Meier möchte daher nachträglich als Leiharbeiter eingestuft werden. Die Vorteile: Im Sommer 2009 haben Siemens und die IG Metall eine Vereinbarung über den Umgang mit Leiharbeitern geschlossen, wie es die Gewerkschaft inzwischen in 500 Betriebsvereinbarungen festgeschrieben hat. Demnach bekommen Zeitarbeiter »equal pay«, werden also nach dem guten Tarifvertrag der Metall- und Elektrobranche bezahlt.

Ein Schlupfloch

Außerdem haben sie im Falle Siemens nach 18 Monaten Einsatz Anspruch auf eine unbefristete Festanstellung. Für Kollegen, die über Werkverträge kommen, gilt all das nicht. Werkverträge bieten daher ein Schlupfloch, um die Vereinbarung zu umgehen.

Der Betriebsrat des Bereichs IT Solutions and Services in Erlangen hat festgestellt, dass dort auf je zwei Leiharbeiter ein Kollege mit Werkvertrag kommt. Deutschlandweit beschäftigte der Konzern nach Auskunft von Konzernsprecherin Silke Reh 7000 Leiharbeiter im September 2009. Eine neuere Zahl gibt es nicht; die Tendenz ist jedenfalls rückläufig. Zahlen über die Werkverträge liegen der Sprecherin nicht vor. Auch die Gewerkschaft IG Metall muss passen. Denn während Leiharbeiter vom Betriebsrat mitbetreut werden dürfen, gilt das für Kollegen aus Werkverträgen nicht.

Musterprozess

Schein-Werkverträge ärgern die IG Metall schon länger - nicht nur bei Siemens, sondern auch bei anderen Firmen. Das erklärt der Nürnberger Gewerkschaftssekretär Rudi Lutz. »Die Frage von Schein-Werkverträgen ist aber immer schwierig zu beweisen«, sagt er. Bei Siemens habe das Problem gerade wegen der Vereinbarung über die Leiharbeiter »besondere Brisanz«: Es schafft eine Ungleichbehandlung von im Alltag gleichgestellten Kollegen.
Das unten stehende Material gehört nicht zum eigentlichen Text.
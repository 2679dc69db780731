//! # Rover HAL Library
//!
//! Host implementations of the collaborator traits defined in
//! `rover_common::hal::driver`.
//!
//! # Module Structure
//!
//! - [`clock`] - wall-clock delay service
//! - [`drivers`] - driver implementations (simulation)

#![deny(missing_docs)]

pub mod clock;
pub mod drivers;

pub use crate::clock::SystemClock;
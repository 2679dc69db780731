//! Control unit error type.
//!
//! Line-follower and filter logic have no failure modes of their own; every
//! variant here comes from configuration, a collaborator, or the runtime.

use rover_common::config::ConfigError;
use rover_common::hal::driver::HalError;
use thiserror::Error;

use crate::pipeline::slot::SlotError;
use crate::state::line::TableError;

/// Errors surfaced by setup and the control loop.
#[derive(Debug, Error)]
pub enum ControlError {
    #[error(transparent)]
    Config(#[from] ConfigError),

    #[error("transition table: {0}")]
    Table(#[from] TableError),

    #[error("actuator: {0}")]
    Actuator(#[from] HalError),

    #[error("estimate pipeline: {0}")]
    Pipeline(#[from] SlotError),

    #[error("RT setup error: {0}")]
    RtSetup(String),

    #[error("failed to spawn {0} thread: {1}")]
    Spawn(&'static str, String),

    #[error("{0} thread panicked")]
    ThreadPanicked(&'static str),
}
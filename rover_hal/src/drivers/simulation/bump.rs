//! Simulated bump switch panel.

use std::sync::Arc;
use std::sync::atomic::{AtomicU8, Ordering};
use std::time::{Duration, Instant};

use rover_common::hal::driver::BumpSensor;
use rover_common::sensor::{BumpMask, Contacts};

/// A press that starts at a fixed offset from panel creation.
#[derive(Debug, Clone, Copy)]
struct ScheduledPress {
    from: Instant,
    until: Instant,
    contacts: Contacts,
}

/// Handle for pressing switches from outside the polling thread.
#[derive(Debug, Clone)]
pub struct BumpPanel(Arc<AtomicU8>);

impl BumpPanel {
    /// Hold `contacts` down (in addition to any already held).
    pub fn press(&self, contacts: Contacts) {
        self.0.fetch_or(contacts.bits(), Ordering::Relaxed);
    }

    /// Release every manually held switch.
    pub fn release(&self) {
        self.0.store(0, Ordering::Relaxed);
    }

    /// Currently held switches.
    pub fn held(&self) -> Contacts {
        Contacts::from_bits_truncate(self.0.load(Ordering::Relaxed))
    }
}

/// Bump port reporting manual and scheduled presses as an active-low mask.
#[derive(Debug)]
pub struct SimBumpers {
    held: Arc<AtomicU8>,
    created: Instant,
    schedule: Vec<ScheduledPress>,
}

impl SimBumpers {
    /// Panel with nothing pressed.
    pub fn new() -> (Self, BumpPanel) {
        let held = Arc::new(AtomicU8::new(0));
        let panel = BumpPanel(Arc::clone(&held));
        (
            Self {
                held,
                created: Instant::now(),
                schedule: Vec::new(),
            },
            panel,
        )
    }

    /// Press `contacts` for `hold`, starting `after` panel creation.
    pub fn schedule(mut self, after: Duration, hold: Duration, contacts: Contacts) -> Self {
        let from = self.created + after;
        self.schedule.push(ScheduledPress {
            from,
            until: from + hold,
            contacts,
        });
        self
    }

    fn pressed_at(&self, now: Instant) -> Contacts {
        let manual = Contacts::from_bits_truncate(self.held.load(Ordering::Relaxed));
        self.schedule
            .iter()
            .filter(|p| p.from <= now && now < p.until)
            .fold(manual, |acc, p| acc | p.contacts)
    }
}

impl BumpSensor for SimBumpers {
    fn read_bumpers(&mut self) -> BumpMask {
        BumpMask::from_contacts(self.pressed_at(Instant::now()))
    }
}
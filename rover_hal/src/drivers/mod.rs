//! Driver implementations.
//!
//! - [`simulation`] - software collaborators for development and testing
//!
//! # Adding New Drivers
//!
//! 1. Create a new submodule under `drivers/`
//! 2. Implement the collaborator traits from `rover_common::hal::driver`
//! 3. Export it here

pub mod simulation;
//! IR proximity obstacle avoidance.
//!
//! Ranks below collision recovery and above line following. Channels are
//! checked center, left, right; the first one closer than `obstacle_mm`
//! selects the maneuver.

use rover_common::control_unit::config::ProximityConfig;
use rover_common::motion::MotionCommand;
use rover_common::sensor::{Channel, Distances};

use crate::command::maneuver::Maneuver;

/// Side on which an obstacle was detected.
#[derive(Debug, Clone, Copy, PartialEq, Eq)]
pub struct Obstacle {
    pub channel: Channel,
    pub distance_mm: u32,
}

#[derive(Debug, Clone)]
pub struct ProximityGuard {
    config: ProximityConfig,
}

impl ProximityGuard {
    pub const fn new(config: ProximityConfig) -> Self {
        Self { config }
    }

    pub fn detect(&self, distances: &Distances) -> Option<Obstacle> {
        if !self.config.enabled {
            return None;
        }
        [Channel::Center, Channel::Left, Channel::Right]
            .into_iter()
            .map(|channel| Obstacle {
                channel,
                distance_mm: distances.get(channel),
            })
            .find(|o| o.distance_mm < self.config.obstacle_mm)
    }

    /// Pause, move away from the obstacle, pause.
    pub fn maneuver(&self, obstacle: &Obstacle) -> Maneuver {
        let c = &self.config;
        let (command, ms) = match obstacle.channel {
            Channel::Center => (MotionCommand::backward(c.speed), c.backup_ms),
            Channel::Left => (MotionCommand::pivot_right(c.speed), c.turn_ms),
            Channel::Right => (MotionCommand::pivot_left(c.speed), c.turn_ms),
        };
        Maneuver::new()
            .then(MotionCommand::STOP, c.pause_ms)
            .then(command, ms)
            .then(MotionCommand::STOP, c.pause_ms)
    }
}
//! Prelude module for common re-exports.
//!
//! ```rust
//! use rover_common::prelude::*;
//! ```

// ─── Configuration ──────────────────────────────────────────────────
pub use crate::config::{ConfigError, ConfigLoader, LogLevel, SharedConfig};
pub use crate::control_unit::config::ControllerConfig;

// ─── Collaborators ──────────────────────────────────────────────────
pub use crate::hal::driver::{
    BumpSensor, DelayClock, HalError, LineSensor, MotionActuator, ProximityAdc,
};

// ─── Values ─────────────────────────────────────────────────────────
pub use crate::motion::{MotionCommand, MotionMode};
pub use crate::sensor::{BumpMask, Channel, Contacts, Distances, FilteredEstimate, RawSample};
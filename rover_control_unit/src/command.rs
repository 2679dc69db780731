//! Command generation root.
//!
//! Output-code mapping, timed maneuvers, and per-cycle source arbitration
//! between collision recovery, proximity avoidance and line following.

pub mod arbitration;
pub mod maneuver;
pub mod motion;
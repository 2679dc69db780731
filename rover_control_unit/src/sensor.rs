//! Sensor conditioning root.
//!
//! Line reflectance quantization and proximity distance calibration.

pub mod calibration;
pub mod quantizer;
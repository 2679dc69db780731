//! Driver traits and error types.
//!
//! This module defines:
//! - `LineSensor` - raw reflectance bitmask read on request
//! - `ProximityAdc` - three-channel proximity conversion
//! - `BumpSensor` - active-low bump switch port
//! - `MotionActuator` - differential drive output
//! - `DelayClock` - blocking millisecond delay
//! - `HalError` - failures reported by any of the above
//!
//! Sensors are infallible by contract: a read always yields a value.
//! Only actuation can fail.

use thiserror::Error;

use crate::motion::MotionCommand;
use crate::sensor::{BumpMask, RawSample};

/// Error types for collaborator operations.
#[derive(Debug, Clone, PartialEq, Eq, Error)]
pub enum HalError {
    /// Driver initialization failed.
    #[error("initialization failed: {0}")]
    InitFailed(String),

    /// Speed outside what the driver can produce.
    #[error("speed {speed} exceeds driver limit {limit}")]
    SpeedOutOfRange { speed: u16, limit: u16 },
}

/// Line sensor read primitive.
///
/// Returns the raw reflectance bitmask; which bits carry the left and right
/// detectors is a configuration concern of the quantizer.
pub trait LineSensor: Send {
    fn read_line(&mut self) -> u8;
}

/// Proximity ADC, sampled once per acquisition tick.
///
/// # Timing
/// Called from the periodic acquisition thread; must not block.
pub trait ProximityAdc: Send {
    fn sample(&mut self) -> RawSample;
}

/// Bump switch port.
pub trait BumpSensor: Send {
    /// Current active-low switch state.
    fn read_bumpers(&mut self) -> BumpMask;
}

/// Differential drive actuator.
pub trait MotionActuator: Send {
    /// Returns the driver's identifier (e.g. "simulation").
    fn name(&self) -> &'static str;

    /// Apply a command; it stays in effect until the next call.
    fn apply(&mut self, command: &MotionCommand) -> Result<(), HalError>;
}

/// Blocking delay service.
pub trait DelayClock: Send {
    fn delay_ms(&mut self, ms: u32);
}

impl<T: DelayClock + ?Sized> DelayClock for Box<T> {
    fn delay_ms(&mut self, ms: u32) {
        (**self).delay_ms(ms);
    }
}

impl<T: MotionActuator + ?Sized> MotionActuator for Box<T> {
    fn name(&self) -> &'static str {
        (**self).name()
    }

    fn apply(&mut self, command: &MotionCommand) -> Result<(), HalError> {
        (**self).apply(command)
    }
}

impl<T: LineSensor + ?Sized> LineSensor for Box<T> {
    fn read_line(&mut self) -> u8 {
        (**self).read_line()
    }
}

impl<T: ProximityAdc + ?Sized> ProximityAdc for Box<T> {
    fn sample(&mut self) -> RawSample {
        (**self).sample()
    }
}

impl<T: BumpSensor + ?Sized> BumpSensor for Box<T> {
    fn read_bumpers(&mut self) -> BumpMask {
        (**self).read_bumpers()
    }
}
//! Proximity filtering pipeline root.
//!
//! Acquisition thread → exponential filter → single-slot handoff to the
//! foreground loop.

pub mod acquisition;
pub mod filter;
pub mod slot;
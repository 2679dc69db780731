//! Simulated three-channel proximity ADC.

use std::sync::Arc;
use std::sync::atomic::{AtomicU16, Ordering};

use rand::rngs::StdRng;
use rand::{Rng, SeedableRng};
use rover_common::hal::driver::ProximityAdc;
use rover_common::sensor::{Channel, RawSample};

/// Full-scale ADC reading.
pub const ADC_MAX: u16 = u16::MAX;

type Levels = [AtomicU16; 3];

const fn slot(channel: Channel) -> usize {
    match channel {
        Channel::Left => 0,
        Channel::Center => 1,
        Channel::Right => 2,
    }
}

/// Shared handle for moving simulated obstacles while the ADC is sampled
/// from another thread.
#[derive(Debug, Clone)]
pub struct ProximityLevels(Arc<Levels>);

impl ProximityLevels {
    /// Set the noiseless reading of one channel.
    pub fn set(&self, channel: Channel, raw: u16) {
        self.0[slot(channel)].store(raw, Ordering::Relaxed);
    }

    /// Set all three channels at once.
    pub fn set_all(&self, sample: RawSample) {
        for channel in Channel::ALL {
            self.set(channel, sample.get(channel));
        }
    }

    /// Current noiseless reading of one channel.
    pub fn get(&self, channel: Channel) -> u16 {
        self.0[slot(channel)].load(Ordering::Relaxed)
    }
}

/// ADC returning the configured level of each channel plus uniform noise.
#[derive(Debug)]
pub struct SimProximity {
    levels: Arc<Levels>,
    noise: u16,
    rng: StdRng,
    samples: u64,
}

impl SimProximity {
    /// ADC starting at `base`, with `±noise` counts of uniform noise drawn
    /// from a generator seeded with `seed`.
    pub fn new(base: RawSample, noise: u16, seed: u64) -> (Self, ProximityLevels) {
        let levels = Arc::new([
            AtomicU16::new(base.left),
            AtomicU16::new(base.center),
            AtomicU16::new(base.right),
        ]);
        let handle = ProximityLevels(Arc::clone(&levels));
        (
            Self {
                levels,
                noise,
                rng: StdRng::seed_from_u64(seed),
                samples: 0,
            },
            handle,
        )
    }

    /// Noise-free ADC.
    pub fn quiet(base: RawSample) -> (Self, ProximityLevels) {
        Self::new(base, 0, 0)
    }

    /// Number of samples taken so far.
    pub const fn samples(&self) -> u64 {
        self.samples
    }

    fn read(&mut self, channel: Channel) -> u16 {
        let level = i32::from(self.levels[slot(channel)].load(Ordering::Relaxed));
        let noise = i32::from(self.noise);
        let jitter = if noise == 0 { 0 } else { self.rng.gen_range(-noise..=noise) };
        (level + jitter).clamp(0, i32::from(ADC_MAX)) as u16
    }
}

impl ProximityAdc for SimProximity {
    fn sample(&mut self) -> RawSample {
        self.samples += 1;
        RawSample {
            left: self.read(Channel::Left),
            center: self.read(Channel::Center),
            right: self.read(Channel::Right),
        }
    }
}
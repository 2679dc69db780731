//! Line sensor quantizer.
//!
//! Collapses the raw reflectance mask into the 2-bit code the line FSM is
//! indexed by. Positive logic: a set detector bit means "over the line".
//!
//! | code | left | right | meaning              |
//! |------|------|-------|----------------------|
//! | 3    | 1    | 1     | centered on the line |
//! | 2    | 1    | 0     | drifted left of line |
//! | 1    | 0    | 1     | drifted right of line|
//! | 0    | 0    | 0     | line lost            |

use rover_common::control_unit::config::LineConfig;
use serde::{Deserialize, Serialize};

/// Quantized line reading.
#[derive(Debug, Clone, Copy, PartialEq, Eq, Hash, Serialize, Deserialize)]
#[repr(u8)]
pub enum LineInput {
    Lost = 0,
    DriftRight = 1,
    DriftLeft = 2,
    OnLine = 3,
}

impl LineInput {
    pub const ALL: [Self; 4] = [Self::Lost, Self::DriftRight, Self::DriftLeft, Self::OnLine];

    #[inline]
    pub const fn from_flags(left: bool, right: bool) -> Self {
        match (left, right) {
            (true, true) => Self::OnLine,
            (true, false) => Self::DriftLeft,
            (false, true) => Self::DriftRight,
            (false, false) => Self::Lost,
        }
    }

    /// Decode a 2-bit code; higher bits are ignored.
    #[inline]
    pub const fn from_code(code: u8) -> Self {
        Self::from_flags(code & 0b10 != 0, code & 0b01 != 0)
    }

    #[inline]
    pub const fn code(self) -> u8 {
        self as u8
    }

    /// Column in the transition table.
    #[inline]
    pub const fn index(self) -> usize {
        self as usize
    }

    /// Reading seen by a robot mirrored across the line.
    pub const fn mirrored(self) -> Self {
        match self {
            Self::DriftRight => Self::DriftLeft,
            Self::DriftLeft => Self::DriftRight,
            other => other,
        }
    }
}

/// Maps a raw reflectance mask onto [`LineInput`].
#[derive(Debug, Clone, Copy, PartialEq, Eq)]
pub struct LineQuantizer {
    left_bit: u8,
    right_bit: u8,
}

impl LineQuantizer {
    /// Bit positions are taken modulo 8.
    pub const fn new(left_bit: u8, right_bit: u8) -> Self {
        Self {
            left_bit: left_bit & 7,
            right_bit: right_bit & 7,
        }
    }

    pub const fn from_config(config: &LineConfig) -> Self {
        Self::new(config.left_bit, config.right_bit)
    }

    /// Total: every mask yields a valid input.
    #[inline]
    pub const fn quantize(&self, raw: u8) -> LineInput {
        LineInput::from_flags(
            raw & (1 << self.left_bit) != 0,
            raw & (1 << self.right_bit) != 0,
        )
    }
}

impl Default for LineQuantizer {
    /// Two-detector layout: left on bit 1, right on bit 0.
    fn default() -> Self {
        Self::new(1, 0)
    }
}

// ─── Tests ──────────────────────────────────────────────────────────
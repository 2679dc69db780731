//! # Rover Control Unit Library
//!
//! Reactive motion controller for a differential-drive robot: a
//! table-driven line follower, preempted by proximity avoidance and, above
//! that, by bump-triggered collision recovery.
//!
//! ## Threads
//!
//! 1. **acquisition** - periodic proximity sampling and filtering
//! 2. **bump-watcher** - latches bump switch contacts
//! 3. **foreground** - [`cycle::ControlLoop`], the only actuator owner
//!
//! Threads communicate through two single-writer/single-reader handoffs:
//! the estimate slot ([`pipeline::slot`]) and the bump latch
//! ([`safety::bump`]). The transition table is immutable and shared.

pub mod command;
pub mod config;
pub mod cycle;
pub mod error;
pub mod pipeline;
pub mod rt;
pub mod safety;
pub mod sensor;
pub mod state;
So gesehen führt Peter Meier einen Musterprozess. Er will mit seiner Klage am Nürnberger Arbeitsgericht erst einmal die Auskunft über das Gehalt seiner bei Siemens angestellten Kollegin erkämpfen. Als nächster Schritt käme die Forderung nach gleicher Bezahlung. Und dann die nach unbefristeter Festanstellung. Weiterverhandelt wird im Juni.